Building an atlas to predict alloimmunity

  

Transplantation is often a life-saving therapy, whether it is bone marrow for a patient bearing a malignancy, or a solid organ for a patient with organ failure. In either setting, however, differences between the donor and recipient proteomes can be detected by T cells and lead to alloimmunity, with the potential to completely negate the therapeutic effect. A major pathway of alloimmunity – ‘indirect recognition’ – involves reactivity directed to peptide sequences that differ between donor and recipient. Such variants are encoded across the human genome, starting with the hypervariable Major Histocompatibility Complex (MHC), which also encodes the proteins through which these genomic differences become visible to T cells.

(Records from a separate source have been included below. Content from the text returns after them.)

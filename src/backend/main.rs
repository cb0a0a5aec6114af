/**
 * Campus Chat Server Entry Point
 *
 * Loads configuration, opens the database and serves HTTP and WebSocket
 * traffic until interrupted.
 */

use campus_chat::backend::server::config::load_config;
use campus_chat::backend::server::{build_state, create_app};
use tracing_subscriber::EnvFilter;

#[tokio::main]
async fn main() -> Result<(), Box<dyn std::error::Error>> {
    // Load environment variables from .env file if present
    dotenv::dotenv().ok();

    let env_filter = EnvFilter::try_from_default_env().unwrap_or_else(|_| EnvFilter::new("info"));
    tracing_subscriber::fmt().with_env_filter(env_filter).init();

    let config = match load_config() {
        Ok(config) => config,
        Err(e) => {
            tracing::error!("Invalid configuration: {}", e);
            std::process::exit(1);
        }
    };
    tracing::info!("Configuration loaded: {:?}", config);

    let addr = config.bind_addr;
    let state = match build_state(config).await {
        Ok(state) => state,
        Err(e) => {
            tracing::error!("Startup failed: {}", e);
            std::process::exit(1);
        }
    };
    let app = create_app(state);

    let listener = tokio::net::TcpListener::bind(addr).await?;
    tracing::info!("Listening on {}", addr);
    axum::serve(listener, app)
        .with_graceful_shutdown(shutdown_signal())
        .await?;

    tracing::info!("Server stopped");
    Ok(())
}

async fn shutdown_signal() {
    if let Err(e) = tokio::signal::ctrl_c().await {
        tracing::error!("Failed to listen for shutdown signal: {}", e);
        std::future::pending::<()>().await;
    }
    tracing::info!("Shutdown signal received");
}
//! Chat Module
//!
//! Two-party conversations and their messages.
//!
//! # Architecture
//!
//! - **`db`** - SQL for chats and messages
//! - **`directory`** - Get-or-create with canonical pair deduplication
//! - **`messages`** - Message persistence and ordered history
//! - **`handlers`** - REST endpoints under `/api/chats`
//!
//! Pairs are stored in canonical order under `UNIQUE(user_a_id, user_b_id)`;
//! `sent_at` strictly increases within a chat.

/// Database operations for chats and messages
pub mod db;

/// Chat directory
pub mod directory;

/// Message router (persistence side)
pub mod messages;

/// REST handlers
pub mod handlers;

pub use directory::{find_all_for_participant, find_chat, find_chat_for_member, get_or_create_chat};
pub use messages::{history, send_message, SentMessage};
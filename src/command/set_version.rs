//! `relkit set-version`: write a release version into JSON manifests.
//!
//! All writes go through a `Transaction`, so several `--file` arguments are
//! updated together or not at all.

use crate::error::{ReleaseError, Result};
use crate::fs::Transaction;
use crate::manifest::{EditOutcome, upsert_version};

use clap::Parser;
use colored::Colorize;
use std::fs;
use std::path::PathBuf;

const USAGE: &str = "Usage: relkit set-version --file <path> --version <version>";

/// Arguments for the `set-version` subcommand.
#[derive(Parser, Debug, Clone)]
pub struct SetVersionArgs {
    /// Manifest to update (repeat for several files)
    #[arg(long = "file", value_name = "PATH", required = true)]
    pub files: Vec<PathBuf>,

    /// Version to write, used verbatim (prerelease suffixes included)
    #[arg(long = "version", value_name = "VERSION")]
    pub version: String,

    /// Preview changes without applying them
    #[arg(long, short = 'n')]
    pub dry_run: bool,

    /// Only verify that every manifest already holds the version
    #[arg(long, conflicts_with = "dry_run")]
    pub check: bool,
}

impl SetVersionArgs {
    /// Rejects empty parameters, which clap lets through.
    pub fn validate(&self) -> Result<()> {
        if self.version.trim().is_empty() {
            return Err(ReleaseError::Usage(USAGE.to_string()));
        }
        if self.files.is_empty() || self.files.iter().any(|f| f.as_os_str().is_empty()) {
            return Err(ReleaseError::Usage(USAGE.to_string()));
        }
        Ok(())
    }
}

pub fn execute(args: SetVersionArgs) -> Result<()> {
    args.validate()?;

    for file in &args.files {
        if !file.is_file() {
            return Err(ReleaseError::FileNotFound(file.clone()));
        }
    }

    let mut txn = Transaction::new(args.dry_run);

    for file in &args.files {
        let before = fs::read_to_string(file)?;

        match upsert_version(&before, &args.version)? {
            EditOutcome::Unchanged => {
                log::info!("{} already at {}", file.display(), args.version);
                println!(
                    "{} {} already at {}",
                    "✓".green(),
                    file.display(),
                    args.version
                );
            }
            EditOutcome::Updated(_) if args.check => {
                return Err(ReleaseError::VersionMismatch {
                    path: file.clone(),
                    expected: args.version.clone(),
                });
            }
            EditOutcome::Updated(after) => {
                txn.update_file(file.clone(), after)?;
            }
            EditOutcome::Unrecognized => {
                return Err(ReleaseError::UnrecognizedFormat(file.clone()));
            }
        }
    }

    if let Err(e) = txn.commit() {
        eprintln!("{} {}", "Error during commit:".red().bold(), e);
        return Err(e);
    }

    let root = std::env::current_dir()?;
    if !txn.is_empty() {
        txn.print_summary(&args.version, &root);
    }

    Ok(())
}
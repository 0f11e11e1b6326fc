use crate::command::ReleaseCommand;
use clap::{ArgAction, Parser};

#[derive(Parser)]
#[command(name = "relkit", about = "Release automation helpers")]
pub struct ReleaseCli {
    /// Increase log output (-v info, -vv debug); RUST_LOG takes precedence
    #[arg(long, short = 'v', action = ArgAction::Count, global = true)]
    pub verbose: u8,

    #[command(subcommand)]
    pub command: ReleaseCommand,
}

impl ReleaseCli {
    /// Default log filter for the requested verbosity.
    pub fn log_filter(&self) -> &'static str {
        match self.verbose {
            0 => "warn",
            1 => "info",
            _ => "debug",
        }
    }
}
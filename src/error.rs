//! Error types for relkit.
//!
//! All operations return `Result<T>` which aliases `Result<T, ReleaseError>`.

use std::path::PathBuf;
use thiserror::Error;

/// Errors from release operations.
#[derive(Debug, Error)]
pub enum ReleaseError {
    /// Missing or empty invocation parameter.
    #[error("{0}")]
    Usage(String),

    /// Named input file does not exist.
    #[error("File not found: {0}")]
    FileNotFound(PathBuf),

    /// Manifest could not be edited and does not already hold the version.
    #[error("Could not update or insert \"version\" field in {} (unexpected format)", .0.display())]
    UnrecognizedFormat(PathBuf),

    /// An edit was computed but does not re-parse to the requested version.
    ///
    /// Indicates a bug in the text surgery; the edit is never written.
    #[error("Edited manifest failed validation: {0}")]
    PostconditionFailure(String),

    /// Manifest already holds a different version (`--check` mode).
    #[error("Version mismatch in {}: expected {expected}", path.display())]
    VersionMismatch { path: PathBuf, expected: String },

    /// Rollback failed after a write error.
    #[error("Rollback failed: {0}")]
    RollbackFailed(String),

    /// System git invocation failed.
    #[error("Git error: {0}")]
    Git(String),

    /// GitHub request through the `gh` CLI failed.
    #[error("GitHub error: {0}")]
    GitHub(String),

    /// File system operation failed.
    #[error(transparent)]
    Io(#[from] std::io::Error),

    /// JSON parse or serialization error.
    #[error("JSON error: {0}")]
    Json(#[from] serde_json::Error),

    /// Regex compilation failed (indicates bug).
    #[error("Regex error: {0}")]
    Regex(#[from] regex::Error),

    /// Unexpected error.
    #[error(transparent)]
    Other(#[from] anyhow::Error),
}

impl ReleaseError {
    /// Process exit code for this error.
    ///
    /// Usage problems exit with `2`, everything else with `1`.
    pub fn exit_code(&self) -> i32 {
        match self {
            ReleaseError::Usage(_) | ReleaseError::FileNotFound(_) => 2,
            _ => 1,
        }
    }
}

/// Result type alias for relkit operations.
pub type Result<T> = std::result::Result<T, ReleaseError>;
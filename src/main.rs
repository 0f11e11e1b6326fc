//! Binary entry point for `relkit`.

use std::process;

fn main() {
    if let Err(e) = relkit::run() {
        eprintln!("Error: {}", e);
        process::exit(e.exit_code());
    }
}
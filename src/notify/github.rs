//! Issue comments through the GitHub CLI.
//!
//! The REST calls are delegated to `gh api`, which handles authentication,
//! retries and proxies. The token is handed to `gh` as `GH_TOKEN`.

use super::refs::RepoSlug;
use crate::error::{ReleaseError, Result};
use serde::Deserialize;
use std::process::Command;

const API_VERSION_HEADER: &str = "X-GitHub-Api-Version: 2022-11-28";
const ACCEPT_HEADER: &str = "Accept: application/vnd.github+json";
const COMMENTS_PER_PAGE: u32 = 50;

/// Read and write access to issue comments.
pub trait IssueComments {
    /// Returns the bodies of the most recent comments on an issue.
    fn comment_bodies(&self, repo: &RepoSlug, issue: u64) -> Result<Vec<String>>;

    /// Posts a new comment on an issue.
    fn post_comment(&self, repo: &RepoSlug, issue: u64, body: &str) -> Result<()>;
}

#[derive(Debug, Deserialize)]
struct IssueComment {
    #[serde(default)]
    body: Option<String>,
}

/// [`IssueComments`] backed by the `gh` binary.
pub struct GhCli {
    token: String,
}

impl GhCli {
    pub fn new(token: impl Into<String>) -> Self {
        Self {
            token: token.into(),
        }
    }

    fn api(&self, args: &[&str]) -> Result<Vec<u8>> {
        let output = Command::new("gh")
            .arg("api")
            .args(["-H", ACCEPT_HEADER, "-H", API_VERSION_HEADER])
            .args(args)
            .env("GH_TOKEN", &self.token)
            .output()
            .map_err(|e| ReleaseError::GitHub(format!("failed to run gh: {}", e)))?;

        if !output.status.success() {
            return Err(ReleaseError::GitHub(format!(
                "gh api {} failed: {}",
                args.join(" "),
                String::from_utf8_lossy(&output.stderr).trim()
            )));
        }

        Ok(output.stdout)
    }
}

impl IssueComments for GhCli {
    fn comment_bodies(&self, repo: &RepoSlug, issue: u64) -> Result<Vec<String>> {
        let endpoint = format!(
            "repos/{}/issues/{}/comments?per_page={}",
            repo, issue, COMMENTS_PER_PAGE
        );
        let stdout = self.api(&[&endpoint])?;
        let comments: Vec<IssueComment> = serde_json::from_slice(&stdout)?;
        Ok(comments.into_iter().filter_map(|c| c.body).collect())
    }

    fn post_comment(&self, repo: &RepoSlug, issue: u64, body: &str) -> Result<()> {
        let endpoint = format!("repos/{}/issues/{}/comments", repo, issue);
        let field = format!("body={}", body);
        self.api(&["--method", "POST", &endpoint, "-f", &field])?;
        Ok(())
    }
}
pub mod notify_issues;
pub mod release_notes;
pub mod set_version;

use clap::Subcommand;

#[derive(Subcommand)]
pub enum ReleaseCommand {
    /// Set the "version" field of JSON manifests, preserving their formatting.
    SetVersion(set_version::SetVersionArgs),
    /// Comment on issues closed by the commits of a release.
    NotifyIssues(notify_issues::NotifyIssuesArgs),
    /// Group parsed commits into a release-note context (JSON on stdout).
    ReleaseNotes(release_notes::ReleaseNotesArgs),
}
//! Issue references in commit messages.
//!
//! Pure functions with no I/O or side effects.

use crate::error::Result;
use regex::Regex;
use std::fmt;

/// A GitHub repository as `owner/name`.
#[derive(Debug, Clone, PartialEq, Eq, Hash)]
pub struct RepoSlug {
    pub owner: String,
    pub name: String,
}

impl RepoSlug {
    /// Parses `owner/name`. Anything with more or fewer segments is rejected.
    pub fn parse(s: &str) -> Option<Self> {
        let (owner, name) = s.trim().split_once('/')?;
        if owner.is_empty() || name.is_empty() || name.contains('/') {
            return None;
        }
        Some(Self {
            owner: owner.to_string(),
            name: name.to_string(),
        })
    }

    /// Compares two slugs the way GitHub does, ignoring ASCII case.
    pub fn matches(&self, other: &RepoSlug) -> bool {
        self.owner.eq_ignore_ascii_case(&other.owner) && self.name.eq_ignore_ascii_case(&other.name)
    }
}

impl fmt::Display for RepoSlug {
    fn fmt(&self, f: &mut fmt::Formatter<'_>) -> fmt::Result {
        write!(f, "{}/{}", self.owner, self.name)
    }
}

/// An issue named after a closing keyword: `#12` or `owner/repo#12`.
#[derive(Debug, Clone, PartialEq, Eq, Hash)]
pub struct IssueRef {
    /// `None` for a bare `#12`, which refers to the current repository.
    pub repo: Option<RepoSlug>,
    pub number: u64,
}

/// Extracts the repository from a GitHub remote URL.
///
/// Handles `git@github.com:owner/repo.git` and
/// `https://github.com/owner/repo(.git)`.
pub fn repo_from_remote_url(url: &str) -> Result<Option<RepoSlug>> {
    let pattern = Regex::new(r"(?i)github\.com[:/](.+?)/(.+?)(?:\.git)?/?$")?;
    Ok(pattern.captures(url.trim()).map(|caps| RepoSlug {
        owner: caps[1].to_string(),
        name: caps[2].to_string(),
    }))
}

/// Finds every `fixes #12`-style reference in `text`.
///
/// Recognised keywords: close, closes, closed, fix, fixes, fixed, resolve,
/// resolves, resolved (any case). References are returned in order of first
/// appearance without duplicates.
pub fn extract_issue_refs(text: &str) -> Result<Vec<IssueRef>> {
    let keyword = Regex::new(
        r"(?i)\b(?:close|closes|closed|fix|fixes|fixed|resolve|resolves|resolved)\s+((?:[A-Za-z0-9_.-]+/[A-Za-z0-9_.-]+)?#\d+)\b",
    )?;
    let reference = Regex::new(r"^(?:([^/]+)/([^#]+))?#(\d+)$")?;

    let mut refs: Vec<IssueRef> = Vec::new();
    for caps in keyword.captures_iter(text) {
        let Some(parts) = reference.captures(&caps[1]) else {
            continue;
        };
        let Ok(number) = parts[3].parse::<u64>() else {
            log::debug!("Ignoring out-of-range issue number {}", &parts[3]);
            continue;
        };
        let repo = match (parts.get(1), parts.get(2)) {
            (Some(owner), Some(name)) => Some(RepoSlug {
                owner: owner.as_str().to_string(),
                name: name.as_str().to_string(),
            }),
            _ => None,
        };

        let issue = IssueRef { repo, number };
        if !refs.contains(&issue) {
            refs.push(issue);
        }
    }

    Ok(refs)
}

/// Keeps the issue numbers that belong to `repo`.
///
/// Cross-repository references are dropped so a release never writes to a
/// repository it does not own.
pub fn issues_for_repo(refs: &[IssueRef], repo: &RepoSlug) -> Vec<u64> {
    let mut numbers = Vec::new();
    for issue in refs {
        let local = issue.repo.as_ref().is_none_or(|r| r.matches(repo));
        if local && !numbers.contains(&issue.number) {
            numbers.push(issue.number);
        }
    }
    numbers
}

/// Builds the comment posted on each referenced issue.
///
/// The tag defaults to `v<version>`; the `beta` channel (any case) gets its
/// own wording.
pub fn comment_body(version: &str, git_tag: Option<&str>, channel: Option<&str>) -> String {
    let tag = git_tag
        .filter(|t| !t.is_empty())
        .map(str::to_string)
        .unwrap_or_else(|| format!("v{}", version));
    let beta = channel.is_some_and(|c| c.eq_ignore_ascii_case("beta"));

    if beta {
        format!("Included in beta release {}.", tag)
    } else {
        format!("Included in release {}.", tag)
    }
}

#[cfg(test)]
mod tests {
    use super::*;

    fn slug(s: &str) -> RepoSlug {
        RepoSlug::parse(s).unwrap()
    }

    #[test]
    fn test_parse_repo_slug() {
        assert_eq!(slug("octo/widgets").to_string(), "octo/widgets");
        assert!(RepoSlug::parse("octo").is_none());
        assert!(RepoSlug::parse("octo/widgets/extra").is_none());
        assert!(RepoSlug::parse("/widgets").is_none());
    }

    #[test]
    fn test_repo_from_remote_url() {
        assert_eq!(
            repo_from_remote_url("git@github.com:octo/widgets.git").unwrap(),
            Some(slug("octo/widgets"))
        );
        assert_eq!(
            repo_from_remote_url("https://github.com/octo/widgets.git").unwrap(),
            Some(slug("octo/widgets"))
        );
        assert_eq!(
            repo_from_remote_url("https://github.com/octo/widgets").unwrap(),
            Some(slug("octo/widgets"))
        );
        assert_eq!(
            repo_from_remote_url("https://gitlab.com/octo/widgets.git").unwrap(),
            None
        );
    }

    #[test]
    fn test_extract_issue_refs() {
        let log = "fix: handle empty feed\n\nFixes #12\n\nfeat: warnings\n\nCloses octo/widgets#7, resolved #12\nrefs #99";
        let refs = extract_issue_refs(log).unwrap();

        assert_eq!(
            refs,
            vec![
                IssueRef {
                    repo: None,
                    number: 12
                },
                IssueRef {
                    repo: Some(slug("octo/widgets")),
                    number: 7
                },
            ]
        );
    }

    #[test]
    fn test_keywords_are_case_insensitive() {
        let refs = extract_issue_refs("RESOLVES #3\nclose #4").unwrap();
        let numbers: Vec<_> = refs.iter().map(|r| r.number).collect();
        assert_eq!(numbers, vec![3, 4]);
    }

    #[test]
    fn test_keyword_must_be_a_word() {
        assert!(extract_issue_refs("prefix #1\nhotfixes #2").unwrap().is_empty());
    }

    #[test]
    fn test_issues_for_repo_drops_cross_repo_refs() {
        let refs = extract_issue_refs("fixes #1\nfixes other/repo#2\nfixes Octo/Widgets#3\nfixes octo/widgets#1")
            .unwrap();

        assert_eq!(issues_for_repo(&refs, &slug("octo/widgets")), vec![1, 3]);
    }

    #[test]
    fn test_comment_body() {
        assert_eq!(
            comment_body("1.2.0", None, None),
            "Included in release v1.2.0."
        );
        assert_eq!(
            comment_body("1.2.0-beta.1", Some("v1.2.0-beta.1"), Some("Beta")),
            "Included in beta release v1.2.0-beta.1."
        );
        assert_eq!(
            comment_body("1.2.0", Some(""), Some("")),
            "Included in release v1.2.0."
        );
    }
}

Current clinical approaches to donor-recipient matching are generally limited in several respects: (1) they usually consider only MHC (and rarely other variable loci), and (2) even for the variants that are considered, matching algorithms do not consider the potential for mismatches to form MHC-binding peptides, which is a gating event for indirect T cell recognition. In this project, we aim to address these limitations using a highly-multiplexed and programmable peptide-MHC binding assay. With this tool, we are working to generate a high-dimensional atlas that maps the binding of common human genetic variants to common human MHC proteins. We hypothesize that this atlas can predict the likelihood of alloimmunity in any given donor-recipient pair.